Past: Kress Building
Present: St. Germain
705 Main St.
Built in 1913, this eight-story terracotta treasure was an immediate destination for Houston shoppers, who flocked here for clothing and home goods. S.H. Cress & Co. began as a five-and-dime store, but would evolve into a department store as well-known as Macy’s and Lord & Taylor. Now luxury loft condos, the St. Germain captures the essence of historic Houston with nearly century-old original wood floors, high ceilings and huge windows, while embracing the necessities of 21st century life, like a roof deck, state-of-the-art kitchens and concierge services.

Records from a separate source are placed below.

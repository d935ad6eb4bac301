//! Append-only event log
//!
//! Metrics-only, line-delimited JSON on local disk: one self-contained
//! record per line. Appends go through a bounded in-memory queue drained by
//! a background writer so the pipeline never blocks on disk; when the queue
//! is full the record is dropped and counted. Two operations: append and
//! purge-all. No rotation.

use crate::error::CoachError;
use chrono::Utc;
use crossbeam_channel::{bounded, Receiver, Sender, TrySendError};
use serde::{Deserialize, Serialize};
use serde_json::Value;
use std::fs::{self, OpenOptions};
use std::io::Write;
use std::path::{Path, PathBuf};
use std::sync::atomic::{AtomicU64, Ordering};
use std::sync::Arc;
use std::thread::JoinHandle;

/// Queue capacity between the pipeline and the writer thread
const QUEUE_CAPACITY: usize = 256;

/// Kinds of events recorded by the pipeline and policy
#[derive(Debug, Clone, Copy, PartialEq, Eq, Serialize, Deserialize)]
#[serde(rename_all = "snake_case")]
pub enum EventKind {
    Nudged,
    Suppressed,
    ActionDone,
    ActionSnooze,
    ActionDismiss,
    QueuedUnderDnd,
    ExpiredUnderDnd,
    DeliveredAfterDnd,
    StateEntered,
    StateExited,
}

/// One event log record. Never contains images.
#[derive(Debug, Clone, Serialize, Deserialize)]
pub struct EventRecord {
    /// ISO-8601 timestamp for humans
    pub timestamp: String,
    /// Unix seconds for machines
    pub ts: f64,
    pub event_kind: EventKind,
    pub state: String,
    pub reason: String,
    #[serde(default)]
    pub metadata: Value,
}

impl EventRecord {
    pub fn new(kind: EventKind, state: &str, reason: &str, metadata: Value) -> Self {
        let now = Utc::now();
        Self {
            timestamp: now.to_rfc3339(),
            ts: now.timestamp_millis() as f64 / 1000.0,
            event_kind: kind,
            state: state.to_string(),
            reason: reason.to_string(),
            metadata,
        }
    }
}

enum WriterMessage {
    Record(String),
    Shutdown,
}

/// Handle to the event log.
///
/// Cloneable; all clones feed the same writer thread. Dropping the last
/// handle leaves the thread to drain and exit via `close` or process end.
#[derive(Clone)]
pub struct EventLog {
    tx: Sender<WriterMessage>,
    dropped: Arc<AtomicU64>,
    path: PathBuf,
}

impl EventLog {
    /// Open the log at `path`, spawning the writer thread.
    pub fn open(path: impl Into<PathBuf>) -> (Self, EventLogWriter) {
        let path = path.into();
        let (tx, rx) = bounded(QUEUE_CAPACITY);
        let dropped = Arc::new(AtomicU64::new(0));

        let writer_path = path.clone();
        let handle = std::thread::Builder::new()
            .name("event-log".into())
            .spawn(move || writer_loop(&writer_path, rx))
            .ok();

        (
            Self {
                tx,
                dropped,
                path,
            },
            EventLogWriter { handle },
        )
    }

    /// Queue a record for appending. Never blocks; a full queue increments
    /// the drop counter instead.
    pub fn append(&self, kind: EventKind, state: &str, reason: &str, metadata: Value) {
        let record = EventRecord::new(kind, state, reason, metadata);
        match serde_json::to_string(&record) {
            Ok(line) => {
                if let Err(TrySendError::Full(_)) = self.tx.try_send(WriterMessage::Record(line)) {
                    self.dropped.fetch_add(1, Ordering::Relaxed);
                }
            }
            Err(err) => {
                log::warn!("event serialization failed: {err}");
                self.dropped.fetch_add(1, Ordering::Relaxed);
            }
        }
    }

    /// Records dropped due to a full queue or write failures
    pub fn dropped_count(&self) -> u64 {
        self.dropped.load(Ordering::Relaxed)
    }

    /// Ask the writer thread to drain and exit.
    pub fn close(&self) {
        let _ = self.tx.send(WriterMessage::Shutdown);
    }

    /// Last `limit` parsed records, skipping malformed lines.
    pub fn recent(&self, limit: usize) -> Vec<EventRecord> {
        read_recent(&self.path, limit)
    }

    /// Remove all recorded events atomically. Purging an absent or already
    /// empty log is a no-op.
    pub fn purge(&self) -> Result<(), CoachError> {
        purge(&self.path)
    }
}

/// Owns the writer thread; joining it guarantees queued records hit disk.
pub struct EventLogWriter {
    handle: Option<JoinHandle<()>>,
}

impl EventLogWriter {
    /// Wait for the writer to drain (after `EventLog::close`).
    pub fn join(mut self) {
        if let Some(handle) = self.handle.take() {
            let _ = handle.join();
        }
    }
}

fn writer_loop(path: &Path, rx: Receiver<WriterMessage>) {
    let mut write_errors = 0_u64;
    while let Ok(message) = rx.recv() {
        match message {
            WriterMessage::Record(line) => {
                if let Err(err) = append_line(path, &line) {
                    write_errors += 1;
                    if write_errors == 1 {
                        log::warn!("event log write failed: {err}");
                    }
                } else {
                    write_errors = 0;
                }
            }
            WriterMessage::Shutdown => break,
        }
    }
}

fn append_line(path: &Path, line: &str) -> std::io::Result<()> {
    let mut file = OpenOptions::new().create(true).append(true).open(path)?;
    file.write_all(line.as_bytes())?;
    file.write_all(b"\n")
}

/// Read the last `limit` records from a log file.
pub fn read_recent(path: &Path, limit: usize) -> Vec<EventRecord> {
    let contents = match fs::read_to_string(path) {
        Ok(contents) => contents,
        Err(_) => return Vec::new(),
    };
    let records: Vec<EventRecord> = contents
        .lines()
        .filter_map(|line| serde_json::from_str(line).ok())
        .collect();
    let start = records.len().saturating_sub(limit);
    records[start..].to_vec()
}

/// Truncate the log file in place.
pub fn purge(path: &Path) -> Result<(), CoachError> {
    if path.exists() {
        fs::write(path, b"")?;
    }
    Ok(())
}

#[cfg(test)]
mod tests {
    use super::*;
    use serde_json::json;
    use std::time::Duration;

    fn wait_for<F: Fn() -> bool>(predicate: F) {
        for _ in 0..100 {
            if predicate() {
                return;
            }
            std::thread::sleep(Duration::from_millis(10));
        }
        panic!("condition not reached in time");
    }

    #[test]
    fn test_append_and_read_back() {
        let dir = tempfile::tempdir().unwrap();
        let path = dir.path().join("events.jsonl");
        let (log, writer) = EventLog::open(&path);

        log.append(
            EventKind::Nudged,
            "slouch",
            "Slouch (majority): Neck 19.5° > 16.4°",
            json!({"threshold": 16.4}),
        );
        log.append(EventKind::StateEntered, "slouch", "", Value::Null);
        log.close();
        writer.join();

        let records = log.recent(10);
        assert_eq!(records.len(), 2);
        assert_eq!(records[0].event_kind, EventKind::Nudged);
        assert_eq!(records[0].state, "slouch");
        assert_eq!(records[0].metadata["threshold"], 16.4);
        assert_eq!(records[1].event_kind, EventKind::StateEntered);
    }

    #[test]
    fn test_recent_skips_malformed_lines() {
        let dir = tempfile::tempdir().unwrap();
        let path = dir.path().join("events.jsonl");
        let (log, writer) = EventLog::open(&path);
        log.append(EventKind::Suppressed, "slouch", "snooze", Value::Null);
        log.close();
        writer.join();

        let mut contents = fs::read_to_string(&path).unwrap();
        contents.push_str("this is not json\n");
        fs::write(&path, contents).unwrap();

        let records = read_recent(&path, 10);
        assert_eq!(records.len(), 1);
    }

    #[test]
    fn test_recent_respects_limit() {
        let dir = tempfile::tempdir().unwrap();
        let path = dir.path().join("events.jsonl");
        let (log, writer) = EventLog::open(&path);
        for i in 0..10 {
            log.append(EventKind::Nudged, "slouch", &format!("n{i}"), Value::Null);
        }
        log.close();
        writer.join();

        let records = log.recent(3);
        assert_eq!(records.len(), 3);
        assert_eq!(records[2].reason, "n9");
    }

    #[test]
    fn test_purge_twice_is_noop() {
        let dir = tempfile::tempdir().unwrap();
        let path = dir.path().join("events.jsonl");
        let (log, writer) = EventLog::open(&path);
        log.append(EventKind::Nudged, "slouch", "x", Value::Null);
        log.close();
        writer.join();
        wait_for(|| fs::metadata(&path).map(|m| m.len() > 0).unwrap_or(false));

        log.purge().unwrap();
        assert!(log.recent(10).is_empty());
        // Purge after purge leaves the log empty and succeeds
        log.purge().unwrap();
        assert!(log.recent(10).is_empty());
    }

    #[test]
    fn test_never_blocks_when_queue_full() {
        let dir = tempfile::tempdir().unwrap();
        // Unwritable path: the writer fails, but appends still return
        let path = dir.path().join("missing-dir").join("events.jsonl");
        let (log, _writer) = EventLog::open(&path);
        for i in 0..(QUEUE_CAPACITY * 4) {
            log.append(EventKind::Nudged, "slouch", &format!("n{i}"), Value::Null);
        }
        // Either queued or counted as dropped; the call never blocked
        assert!(log.dropped_count() <= (QUEUE_CAPACITY * 4) as u64);
        log.close();
    }
}
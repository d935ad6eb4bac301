//! Core types for the DeskCoach pipeline
//!
//! This module defines the data structures that flow through each stage of the
//! pipeline: landmark frames, metric samples, posture states, and the
//! transition events consumed by the notification policy.

use serde::{Deserialize, Serialize};
use std::time::Instant;

/// Number of landmarks in a pose frame
pub const LANDMARK_COUNT: usize = 33;

/// Posture evaluation states. Exactly one is active at any time.
#[derive(Debug, Clone, Copy, PartialEq, Eq, Hash, Serialize, Deserialize)]
#[serde(rename_all = "snake_case")]
pub enum PostureState {
    Good,
    Slouch,
    ForwardLean,
    LateralLean,
    Paused,
}

impl PostureState {
    pub fn as_str(&self) -> &'static str {
        match self {
            PostureState::Good => "good",
            PostureState::Slouch => "slouch",
            PostureState::ForwardLean => "forward_lean",
            PostureState::LateralLean => "lateral_lean",
            PostureState::Paused => "paused",
        }
    }

    /// Whether this state represents a posture issue (as opposed to
    /// GOOD/PAUSED, which never produce nudges).
    pub fn is_issue(&self) -> bool {
        matches!(
            self,
            PostureState::Slouch | PostureState::ForwardLean | PostureState::LateralLean
        )
    }
}

/// Posture channels, one condition window each.
///
/// Ordering doubles as detection priority: Neck (slouch) outranks Torso
/// (forward lean) outranks Lateral.
#[derive(Debug, Clone, Copy, PartialEq, Eq, Hash, Serialize, Deserialize)]
#[serde(rename_all = "snake_case")]
pub enum Channel {
    Neck,
    Torso,
    Lateral,
}

impl Channel {
    /// All channels in detection-priority order
    pub const ALL: [Channel; 3] = [Channel::Neck, Channel::Torso, Channel::Lateral];

    /// The issue state this channel's sustained condition maps to
    pub fn issue_state(&self) -> PostureState {
        match self {
            Channel::Neck => PostureState::Slouch,
            Channel::Torso => PostureState::ForwardLean,
            Channel::Lateral => PostureState::LateralLean,
        }
    }

    pub fn as_str(&self) -> &'static str {
        match self {
            Channel::Neck => "neck",
            Channel::Torso => "torso",
            Channel::Lateral => "lateral",
        }
    }
}

/// A single pose landmark in normalized image coordinates.
///
/// `x` and `y` are in `[0,1]` with origin top-left; `visibility` is the
/// estimator's per-landmark confidence in `[0,1]`.
#[derive(Debug, Clone, Copy, PartialEq, Serialize, Deserialize)]
pub struct Landmark {
    pub x: f32,
    pub y: f32,
    pub visibility: f32,
}

/// One landmark frame as produced by the pose estimator.
///
/// Discarded immediately after metric extraction; never persisted.
#[derive(Debug, Clone)]
pub struct LandmarkFrame {
    pub points: Vec<Landmark>,
}

impl LandmarkFrame {
    /// Build a frame, returning `None` unless exactly 33 points are present
    pub fn new(points: Vec<Landmark>) -> Option<Self> {
        if points.len() == LANDMARK_COUNT {
            Some(Self { points })
        } else {
            None
        }
    }

    pub fn get(&self, index: usize) -> Option<&Landmark> {
        self.points.get(index)
    }
}

/// One metric sample derived from a landmark frame.
///
/// Angles are degrees from the in-image vertical; `lateral` is the
/// shoulder-height asymmetry normalized by shoulder width; `conf` gates
/// evaluation.
#[derive(Debug, Clone, Copy, PartialEq, Serialize, Deserialize)]
pub struct MetricSample {
    /// Unix seconds (monotonic within a run)
    pub ts: f64,
    pub neck_deg: f64,
    pub torso_deg: f64,
    pub lateral: f64,
    pub conf: f64,
}

impl MetricSample {
    /// Value of a single channel
    pub fn channel(&self, channel: Channel) -> f64 {
        match channel {
            Channel::Neck => self.neck_deg,
            Channel::Torso => self.torso_deg,
            Channel::Lateral => self.lateral,
        }
    }
}

/// Which sustained-detection path fired a transition
#[derive(Debug, Clone, Copy, PartialEq, Eq, Serialize, Deserialize)]
#[serde(rename_all = "snake_case")]
pub enum DetectionPath {
    Majority,
    Cumulative,
    HighSeverity,
}

impl DetectionPath {
    pub fn as_str(&self) -> &'static str {
        match self {
            DetectionPath::Majority => "majority",
            DetectionPath::Cumulative => "cumulative",
            DetectionPath::HighSeverity => "high_severity",
        }
    }
}

/// Metric values captured at the moment of a transition
#[derive(Debug, Clone, Copy, Default, Serialize, Deserialize)]
pub struct MetricsSnapshot {
    pub neck_deg: f64,
    pub torso_deg: f64,
    pub lateral: f64,
    pub conf: f64,
}

impl From<&MetricSample> for MetricsSnapshot {
    fn from(sample: &MetricSample) -> Self {
        Self {
            neck_deg: sample.neck_deg,
            torso_deg: sample.torso_deg,
            lateral: sample.lateral,
            conf: sample.conf,
        }
    }
}

/// Event emitted by the state machine when the posture state changes.
///
/// Carries everything the policy and the event log need so that neither has
/// to reach back into the state machine.
#[derive(Debug, Clone, Serialize, Deserialize)]
pub struct TransitionEvent {
    /// Unix seconds at the transition
    pub ts: f64,
    pub from_state: PostureState,
    pub to_state: PostureState,
    /// Channel that triggered an issue entry; `None` for GOOD/PAUSED moves
    pub channel: Option<Channel>,
    /// Detection path for issue entries
    pub path: Option<DetectionPath>,
    /// Human-readable explanation with the numerical witnesses
    pub reason: String,
    pub time_in_previous_state: f64,
    /// Observed value of the triggering channel, if any
    pub observed: Option<f64>,
    /// Effective absolute threshold the observation was compared against
    pub threshold: Option<f64>,
    /// Whether the observation also cleared the high-severity threshold
    pub severe: bool,
    pub metrics: MetricsSnapshot,
}

/// User response to a delivered nudge
#[derive(Debug, Clone, Copy, PartialEq, Eq, Serialize, Deserialize)]
#[serde(rename_all = "snake_case")]
pub enum UserAction {
    Done,
    Snooze,
    Dismiss,
}

impl UserAction {
    pub fn as_str(&self) -> &'static str {
        match self {
            UserAction::Done => "done",
            UserAction::Snooze => "snooze",
            UserAction::Dismiss => "dismiss",
        }
    }
}

/// Monotonic wall clock.
///
/// Reports Unix seconds but advances from a captured `Instant`, so the
/// timestamps fed to windows never go backwards even if the system clock is
/// adjusted mid-run.
#[derive(Debug, Clone)]
pub struct Clock {
    anchor_unix: f64,
    anchor_instant: Instant,
}

impl Default for Clock {
    fn default() -> Self {
        Self::new()
    }
}

impl Clock {
    pub fn new() -> Self {
        let anchor_unix = std::time::SystemTime::now()
            .duration_since(std::time::UNIX_EPOCH)
            .map(|d| d.as_secs_f64())
            .unwrap_or(0.0);
        Self {
            anchor_unix,
            anchor_instant: Instant::now(),
        }
    }

    /// Current time as Unix seconds
    pub fn now(&self) -> f64 {
        self.anchor_unix + self.anchor_instant.elapsed().as_secs_f64()
    }
}
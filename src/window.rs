//! Rolling condition windows
//!
//! A condition window tracks `(ts, above_threshold)` entries for a single
//! posture channel and answers the sustained-condition questions the state
//! machine asks:
//! - `above_fraction`: share of the window spent above threshold
//! - `cumulative_above_sec`: total time above threshold
//! - `max_gap_sec`: longest contiguous run below threshold
//!
//! Stats are duration-weighted: each entry spans to the next entry, or to
//! the query time for the last one, clipped to the window. This makes the
//! numbers independent of sampling rate and is what lets frame skipping
//! extend the last entry's span instead of punching holes in the evidence.

use serde::{Deserialize, Serialize};
use std::collections::VecDeque;

/// Statistics over a condition window at a query time
#[derive(Debug, Clone, Copy, Default, PartialEq, Serialize, Deserialize)]
pub struct WindowStats {
    /// Fraction of the window spent above threshold, in `[0,1]`
    pub above_fraction: f64,
    /// Total seconds above threshold within the window
    pub cumulative_above_sec: f64,
    /// Longest contiguous below-threshold run within the window
    pub max_gap_sec: f64,
    /// Number of entries currently held
    pub samples: usize,
}

/// Bounded time-indexed sequence of boolean observations for one channel.
///
/// Timestamps are strictly monotonic; out-of-order inserts are dropped.
/// Entries whose span has fully left the window are evicted on insert; an
/// entry straddling the window start is kept and clipped at query time.
#[derive(Debug, Clone)]
pub struct ConditionWindow {
    window_sec: f64,
    entries: VecDeque<(f64, bool)>,
}

impl ConditionWindow {
    pub fn new(window_sec: f64) -> Self {
        Self {
            window_sec,
            entries: VecDeque::new(),
        }
    }

    pub fn window_sec(&self) -> f64 {
        self.window_sec
    }

    /// Record an observation at `ts`.
    pub fn push(&mut self, ts: f64, above: bool) {
        if let Some(&(last_ts, _)) = self.entries.back() {
            if ts < last_ts {
                return;
            }
        }
        self.entries.push_back((ts, above));

        let cutoff = ts - self.window_sec;
        while self.entries.len() >= 2 {
            // Safe: len >= 2 checked above
            let second_ts = self.entries[1].0;
            if second_ts <= cutoff {
                self.entries.pop_front();
            } else {
                break;
            }
        }
    }

    /// Drop all entries. Called on every state transition so the condition
    /// that just fired cannot immediately re-fire.
    pub fn clear(&mut self) {
        self.entries.clear();
    }

    pub fn is_empty(&self) -> bool {
        self.entries.is_empty()
    }

    /// Seconds of observation currently covered, capped at the window size.
    /// Zero when empty.
    pub fn span(&self, now: f64) -> f64 {
        match self.entries.front() {
            Some(&(first_ts, _)) => (now - first_ts).clamp(0.0, self.window_sec),
            None => 0.0,
        }
    }

    /// Compute duration-weighted stats as of `now`.
    pub fn stats(&self, now: f64) -> WindowStats {
        if self.entries.is_empty() {
            return WindowStats::default();
        }

        let window_start = now - self.window_sec;
        let mut above_time = 0.0;
        let mut max_gap = 0.0_f64;
        let mut current_gap = 0.0;

        let n = self.entries.len();
        for i in 0..n {
            let (span_start, above) = self.entries[i];
            let span_end = if i + 1 < n { self.entries[i + 1].0 } else { now };

            let clipped_start = span_start.max(window_start);
            let clipped_end = span_end.min(now);
            let duration = (clipped_end - clipped_start).max(0.0);
            if duration <= 0.0 {
                continue;
            }

            if above {
                above_time += duration;
                current_gap = 0.0;
            } else {
                current_gap += duration;
                max_gap = max_gap.max(current_gap);
            }
        }

        WindowStats {
            above_fraction: (above_time / self.window_sec).clamp(0.0, 1.0),
            cumulative_above_sec: above_time.min(self.window_sec),
            max_gap_sec: max_gap,
            samples: n,
        }
    }
}
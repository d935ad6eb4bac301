//! DeskCoach CLI - daemon entry point and service control
//!
//! Commands:
//! - run: run the monitoring daemon in the foreground
//! - calibrate: capture a neutral-posture baseline
//! - start / stop / restart: manage the background daemon
//! - status: show the live snapshot and service state
//! - events: tail the event log
//! - purge: delete recorded events (and the baseline with --all)

use anyhow::{bail, Context, Result};
use clap::{Parser, Subcommand, ValueEnum};
use crossbeam_channel::unbounded;
use std::path::PathBuf;
use std::sync::atomic::{AtomicBool, Ordering};
use std::sync::Arc;
use std::time::Duration;

use deskcoach::baseline::BaselineStore;
use deskcoach::calibration::{CalibrationOptions, CalibrationRoutine};
use deskcoach::camera::CameraSession;
use deskcoach::config::{Config, ConfigStore, PerfMode, PerformanceConfig, SensitivityPreset, StateConfig};
use deskcoach::estimator::{self, NullEstimator};
use deskcoach::event_log::{self, EventKind, EventLog};
use deskcoach::notify::{CommandDndProbe, CommandNotifier, DndProbe, DryRunNotifier, NoDndProbe, NotificationSink};
use deskcoach::policy::NotificationPolicy;
use deskcoach::pose_loop::PoseLoop;
use deskcoach::state_machine::PostureStateMachine;
use deskcoach::status_bus::{
    build_status_snapshot, read_calibration_progress, read_status, take_user_action,
    write_user_action, SnapshotPublisher,
};
use deskcoach::storage::StoragePaths;
use deskcoach::supervisor::{DaemonLaunchOptions, ServiceManager};
use deskcoach::types::{Channel, Clock, UserAction};
use deskcoach::COACH_VERSION;

/// DeskCoach - local, privacy-preserving posture coach
#[derive(Parser)]
#[command(name = "deskcoach")]
#[command(version = COACH_VERSION)]
#[command(about = "Posture monitoring daemon with sustained-condition nudges", long_about = None)]
struct Cli {
    /// Storage root (overrides the STORAGE_ROOT environment variable)
    #[arg(long, global = true)]
    storage_root: Option<PathBuf>,

    #[command(subcommand)]
    command: Commands,
}

#[derive(Clone, Copy, ValueEnum)]
enum PresetArg {
    Sensitive,
    Standard,
    Conservative,
}

impl From<PresetArg> for SensitivityPreset {
    fn from(preset: PresetArg) -> Self {
        match preset {
            PresetArg::Sensitive => SensitivityPreset::Sensitive,
            PresetArg::Standard => SensitivityPreset::Standard,
            PresetArg::Conservative => SensitivityPreset::Conservative,
        }
    }
}

#[derive(Clone, Copy, ValueEnum)]
enum PerfModeArg {
    Lightweight,
    Quality,
    Performance,
}

impl From<PerfModeArg> for PerfMode {
    fn from(mode: PerfModeArg) -> Self {
        match mode {
            PerfModeArg::Lightweight => PerfMode::Lightweight,
            PerfModeArg::Quality => PerfMode::Quality,
            PerfModeArg::Performance => PerfMode::Performance,
        }
    }
}

#[derive(Clone, Copy, PartialEq, ValueEnum)]
enum Toggle {
    On,
    Off,
}

#[derive(Clone, Copy, ValueEnum)]
enum ActionArg {
    Done,
    Snooze,
    Dismiss,
}

impl From<ActionArg> for UserAction {
    fn from(action: ActionArg) -> Self {
        match action {
            ActionArg::Done => UserAction::Done,
            ActionArg::Snooze => UserAction::Snooze,
            ActionArg::Dismiss => UserAction::Dismiss,
        }
    }
}

#[derive(clap::Args, Clone)]
struct RunArgs {
    /// Target frames per second (4-15)
    #[arg(long)]
    fps: Option<f64>,

    /// Camera device index
    #[arg(long)]
    camera: Option<u32>,

    /// Sensitivity preset
    #[arg(long, value_enum)]
    preset: Option<PresetArg>,

    /// Log per-channel window diagnostics
    #[arg(long)]
    diagnostics: bool,

    /// Log frame-time and FPS profile periodically
    #[arg(long)]
    perf_profile: bool,

    /// Performance mode
    #[arg(long, value_enum)]
    perf_mode: Option<PerfModeArg>,

    /// Log decisions but suppress notification side effects
    #[arg(long)]
    dry_run: bool,

    /// Skip the OS DND query (treat DND as always off)
    #[arg(long)]
    no_dnd_check: bool,

    /// Enable or disable cooldown/snooze/dedupe gating
    #[arg(long, value_enum, default_value = "on")]
    cooldowns: Toggle,
}

#[derive(Subcommand)]
enum Commands {
    /// Run the monitoring daemon in the foreground
    Run(RunArgs),

    /// Capture a neutral-posture baseline
    Calibrate {
        /// Capture duration in seconds (15-45)
        #[arg(long, default_value = "25")]
        duration: f64,

        /// Camera device index
        #[arg(long)]
        camera: Option<u32>,

        /// Sampling rate during capture
        #[arg(long, default_value = "8")]
        fps: f64,

        /// Run calibration as a detached background process
        #[arg(long)]
        background: bool,

        /// Cancel a running calibration instead of starting one
        #[arg(long)]
        cancel: bool,
    },

    /// Start the daemon in the background
    Start(RunArgs),

    /// Stop the background daemon
    Stop,

    /// Restart the daemon with its last-known configuration
    Restart,

    /// Show daemon, calibration, and posture status
    Status {
        /// Print the raw status JSON
        #[arg(long)]
        json: bool,
    },

    /// Show recent event log entries
    Events {
        /// Number of entries to show
        #[arg(long, default_value = "20")]
        limit: usize,
    },

    /// Show the tail of the captured daemon log
    Logs {
        /// Number of lines to show
        #[arg(long, default_value = "50")]
        lines: usize,
    },

    /// Respond to the current nudge (done, snooze, or dismiss)
    Action {
        #[arg(value_enum)]
        action: ActionArg,
    },

    /// Delete recorded events; --all also removes the baseline
    Purge {
        #[arg(long)]
        all: bool,
    },
}

fn main() -> Result<()> {
    env_logger::Builder::from_env(env_logger::Env::default().default_filter_or("info")).init();

    let cli = Cli::parse();
    let paths = StoragePaths::resolve(cli.storage_root.as_deref());

    match cli.command {
        Commands::Run(args) => run_daemon(&paths, &args),
        Commands::Calibrate {
            duration,
            camera,
            fps,
            background,
            cancel,
        } => {
            if cancel {
                let supervisor = ServiceManager::new(paths);
                supervisor.stop_calibration()?;
                println!("calibration stopped");
                return Ok(());
            }
            if background {
                let supervisor = ServiceManager::new(paths);
                let pid = supervisor.start_calibration(duration)?;
                println!("calibration running (pid {pid}); watch calibration_status.json");
                return Ok(());
            }
            run_calibration(&paths, duration, camera, fps)
        }
        Commands::Start(args) => {
            let supervisor = ServiceManager::new(paths);
            let pid = supervisor.start_daemon(&launch_options(&args))?;
            println!("daemon running (pid {pid})");
            Ok(())
        }
        Commands::Stop => {
            let supervisor = ServiceManager::new(paths);
            supervisor.stop_daemon()?;
            println!("daemon stopped");
            Ok(())
        }
        Commands::Restart => {
            let supervisor = ServiceManager::new(paths);
            let pid = supervisor.restart_daemon()?;
            println!("daemon running (pid {pid})");
            Ok(())
        }
        Commands::Status { json } => show_status(&paths, json),
        Commands::Events { limit } => {
            for record in event_log::read_recent(&paths.events(), limit) {
                println!(
                    "{} {:?} [{}] {}",
                    record.timestamp, record.event_kind, record.state, record.reason
                );
            }
            Ok(())
        }
        Commands::Logs { lines } => {
            let supervisor = ServiceManager::new(paths);
            println!("{}", supervisor.daemon_log_tail(lines));
            Ok(())
        }
        Commands::Action { action } => {
            let action: UserAction = action.into();
            write_user_action(&paths.action_file(), action, Clock::new().now())?;
            println!("{} recorded; the daemon applies it within a second", action.as_str());
            Ok(())
        }
        Commands::Purge { all } => {
            event_log::purge(&paths.events())?;
            println!("event log purged");
            if all {
                BaselineStore::new(paths.baseline()).delete()?;
                println!("baseline removed");
            }
            Ok(())
        }
    }
}

fn launch_options(args: &RunArgs) -> DaemonLaunchOptions {
    DaemonLaunchOptions {
        fps: args.fps,
        camera: args.camera,
        preset: args.preset.map(|p| {
            let preset: SensitivityPreset = p.into();
            preset.as_str().to_string()
        }),
        perf_mode: args.perf_mode.map(|m| {
            match m {
                PerfModeArg::Lightweight => "lightweight",
                PerfModeArg::Quality => "quality",
                PerfModeArg::Performance => "performance",
            }
            .to_string()
        }),
        diagnostics: args.diagnostics,
        perf_profile: args.perf_profile,
        dry_run: args.dry_run,
        no_dnd_check: args.no_dnd_check,
        cooldowns_off: args.cooldowns == Toggle::Off,
    }
}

Past/Present: Esperson Buildings
808 Travis St.
This incredible complex in the heart of Downtown is also the heart of an exquisite Houston love story. Niels Esperson was a Danish immigrant involved in real estate in Oklahoma when he met Mellie Keenan, a Kansas native who moved to the Sooner State with her mother and stepfather as a young woman. Married in 1893, the two moved to Houston in 1903 quickly establishing themselves as the power couple of their day. As Niels became a developer of the Humble oilfield, Mellie learned the ins and outs of the oil business. Niels died in 1922, leaving Mellie a wealthy widow. Five years after his death, she would construct the Italian Renaissance tower that bears his name above the entrance, having traveled to Europe for building inspiration. Nearly two decades later, the adjacent Mellie Esperson Building would be built, a grand art deco design that was the largest building project in Houston during the Great Depression.